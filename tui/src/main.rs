//! Calculator TUI Entry Point
//!
//! Usage:
//!   calculator-tui [OPTIONS]
//!
//! Options:
//!   --server-url <URL>        Calculation service root
//!   --config <PATH>           Config file (default: ~/.config/calculator/calculator.toml)
//!   --timeout-ms <MS>         Per-request timeout
//!   --error-reset <POLICY>    preserve (default) or cancel-on-edit
//!   --log-file <PATH>         Write logs here (logs are discarded otherwise)

use std::fs::OpenOptions;
use std::io::{self, IsTerminal};
use std::panic;
use std::path::{Path, PathBuf};
use std::sync::Mutex;

use anyhow::Context;
use clap::Parser;
use crossterm::{
    event::{DisableMouseCapture, EnableMouseCapture},
    execute,
    terminal::{disable_raw_mode, enable_raw_mode, EnterAlternateScreen, LeaveAlternateScreen},
};
use ratatui::backend::CrosstermBackend;
use ratatui::Terminal;
use tracing_subscriber::{layer::SubscriberExt, util::SubscriberInitExt, EnvFilter};

use calculator_core::{
    default_config_path, load_config_with_overrides, ConfigOverrides, ErrorResetPolicy,
};
use calculator_tui::{App, CalculatorClient};

/// Terminal calculator backed by a remote calculation service
#[derive(Parser, Debug)]
#[command(name = "calculator-tui")]
#[command(version, about, long_about = None)]
struct Args {
    /// Calculation service root URL
    #[arg(long)]
    server_url: Option<String>,

    /// Path to configuration file
    #[arg(short, long)]
    config: Option<PathBuf>,

    /// Per-request timeout in milliseconds
    #[arg(long)]
    timeout_ms: Option<u64>,

    /// What editing does to a pending error reset: preserve (default) or cancel-on-edit
    #[arg(long)]
    error_reset: Option<ErrorResetPolicy>,

    /// Append logs to this file
    #[arg(long, env = "CALCULATOR_LOG_FILE")]
    log_file: Option<PathBuf>,
}

#[tokio::main]
async fn main() -> anyhow::Result<()> {
    let args = Args::parse();

    init_logging(args.log_file.as_deref())?;

    // CLI overrides sit on top of the file and environment
    let mut overrides = ConfigOverrides::new();
    if let Some(url) = args.server_url.clone() {
        overrides = overrides.with_server_url(url);
    }
    if let Some(ms) = args.timeout_ms {
        overrides = overrides.with_request_timeout_ms(ms);
    }
    if let Some(policy) = args.error_reset {
        overrides = overrides.with_error_reset(policy);
    }
    let path = args.config.clone().or_else(default_config_path);
    let config = load_config_with_overrides(path, &overrides)?;

    tracing::info!(
        server = %config.server_url,
        source = ?config.source(),
        error_reset = %config.error_reset,
        "Configuration loaded"
    );

    // Check if we have a TTY before attempting initialization
    if !io::stdin().is_terminal() || !io::stdout().is_terminal() {
        eprintln!("Error: calculator-tui requires a terminal (TTY)");
        eprintln!();
        eprintln!("This usually means stdin or stdout is piped, or SSH ran without -t.");
        std::process::exit(1);
    }

    let client = CalculatorClient::from_config(&config)?;

    // Set up panic hook to restore terminal
    let original_hook = panic::take_hook();
    panic::set_hook(Box::new(move |panic_info| {
        let _ = disable_raw_mode();
        let _ = execute!(io::stdout(), DisableMouseCapture, LeaveAlternateScreen);
        original_hook(panic_info);
    }));

    // Initialize terminal
    enable_raw_mode()?;
    let mut stdout = io::stdout();
    execute!(stdout, EnterAlternateScreen, EnableMouseCapture)?;
    let backend = CrosstermBackend::new(stdout);
    let mut terminal = Terminal::new(backend)?;
    terminal.clear()?;

    // Run the app
    let mut app = App::new(client);
    let result = app.run(&mut terminal).await;

    // Restore terminal
    disable_raw_mode()?;
    execute!(
        terminal.backend_mut(),
        DisableMouseCapture,
        LeaveAlternateScreen
    )?;
    terminal.show_cursor()?;

    // Propagate any errors
    result
}

/// Install the tracing subscriber
///
/// stdout belongs to the terminal UI, so logs go to `log_file` or nowhere.
fn init_logging(log_file: Option<&Path>) -> anyhow::Result<()> {
    let filter = EnvFilter::try_from_default_env().unwrap_or_else(|_| EnvFilter::new("info"));

    match log_file {
        Some(path) => {
            let file = OpenOptions::new()
                .create(true)
                .append(true)
                .open(path)
                .with_context(|| format!("Failed to open log file {}", path.display()))?;
            tracing_subscriber::registry()
                .with(
                    tracing_subscriber::fmt::layer()
                        .with_target(false)
                        .with_ansi(false)
                        .with_writer(Mutex::new(file)),
                )
                .with(filter)
                .init();
        }
        None => {
            tracing_subscriber::registry()
                .with(tracing_subscriber::fmt::layer().with_writer(io::sink))
                .with(filter)
                .init();
        }
    }

    Ok(())
}
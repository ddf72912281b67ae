//! Text and JSON output for the `pairs` and `check` commands.

use accessible_pairs_core::{
    ContrastConfig, ContrastScore, Enumeration, PairSet, Qualification, WcagLevel,
};
use accessible_pairs_yaml::RejectedStyle;
use serde::Serialize;
use std::fmt::Write;

/// Output format of `pairs`.
#[derive(Debug, Clone, Copy, PartialEq, Eq, Default, clap::ValueEnum)]
pub(crate) enum OutputFormat {
    /// Aligned table
    #[default]
    Text,
    /// Pretty-printed JSON
    Json,
}

/// Machine-readable pair listing.
#[derive(Debug, Serialize)]
pub(crate) struct PairReport<'a> {
    pub(crate) library: Option<&'a str>,
    pub(crate) min_contrast: f64,
    pub(crate) enumeration: Enumeration,
    pub(crate) evaluated: usize,
    pub(crate) accepted: usize,
    pub(crate) pairs: Vec<PairRow<'a>>,
}

/// One accepted pair.
#[derive(Debug, Serialize)]
pub(crate) struct PairRow<'a> {
    pub(crate) first: &'a str,
    pub(crate) first_hex: String,
    pub(crate) second: &'a str,
    pub(crate) second_hex: String,
    pub(crate) contrast: ContrastScore,
    pub(crate) level: WcagLevel,
}

impl<'a> PairReport<'a> {
    pub(crate) fn new(
        library: Option<&'a str>,
        config: &ContrastConfig,
        pairs: &'a PairSet,
    ) -> Self {
        Self {
            library,
            min_contrast: config.min_contrast,
            enumeration: config.enumeration,
            evaluated: pairs.evaluated(),
            accepted: pairs.len(),
            pairs: pairs
                .iter()
                .map(|p| PairRow {
                    first: &p.first.name,
                    first_hex: p.first.rgb.to_hex(),
                    second: &p.second.name,
                    second_hex: p.second.rgb.to_hex(),
                    contrast: p.contrast,
                    level: p.level(),
                })
                .collect(),
        }
    }

    /// Render as an aligned table.
    pub(crate) fn to_text(&self) -> String {
        let mut out = String::new();
        let enumeration = match self.enumeration {
            Enumeration::CrossProduct => "cross-product",
            Enumeration::Unordered => "unordered",
        };
        let _ = writeln!(
            out,
            "{}: {} of {} pairs meet {:.2}:1 ({enumeration})",
            self.library.unwrap_or("Styles"),
            self.accepted,
            self.evaluated,
            self.min_contrast
        );

        let width = self
            .pairs
            .iter()
            .map(|row| row.first.chars().count() + row.second.chars().count() + 3)
            .max()
            .unwrap_or(0);
        for row in &self.pairs {
            let names = format!("{} / {}", row.first, row.second);
            let _ = writeln!(
                out,
                "  {names:<width$}  {} {}  {:>5}  {}",
                row.first_hex,
                row.second_hex,
                row.contrast,
                row.level.label()
            );
        }
        out
    }

    /// Render as pretty JSON.
    pub(crate) fn to_json(&self) -> anyhow::Result<String> {
        Ok(serde_json::to_string_pretty(self)?)
    }
}

/// Human-readable result of `check`.
pub(crate) fn check_text(
    library: Option<&str>,
    qualification: &Qualification,
    rejected: &[RejectedStyle],
) -> String {
    let mut out = String::new();
    let _ = writeln!(
        out,
        "{}: {} qualifying, {} skipped, {} rejected",
        library.unwrap_or("Styles"),
        qualification.qualified.len(),
        qualification.skipped.len(),
        rejected.len()
    );
    for style in &qualification.qualified {
        let _ = writeln!(
            out,
            "  ok     {}  {}  L={:.4}",
            style.name,
            style.rgb.to_hex(),
            style.luminance
        );
    }
    for style in &qualification.skipped {
        let tag = if style.reason.is_invalid_input() {
            "error"
        } else {
            "skip "
        };
        let _ = writeln!(out, "  {tag}  {}: {}", style.name, style.reason);
    }
    for style in rejected {
        let _ = writeln!(out, "  error  {}: {}", style.name, style.error);
    }
    out
}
⁂
EXERCISE REQUIREMENTS: Gather each line in these records that contains the string "None".

RESULT OF THE EXERCISE:
#[command(version, about, long_about = None)]
        None => {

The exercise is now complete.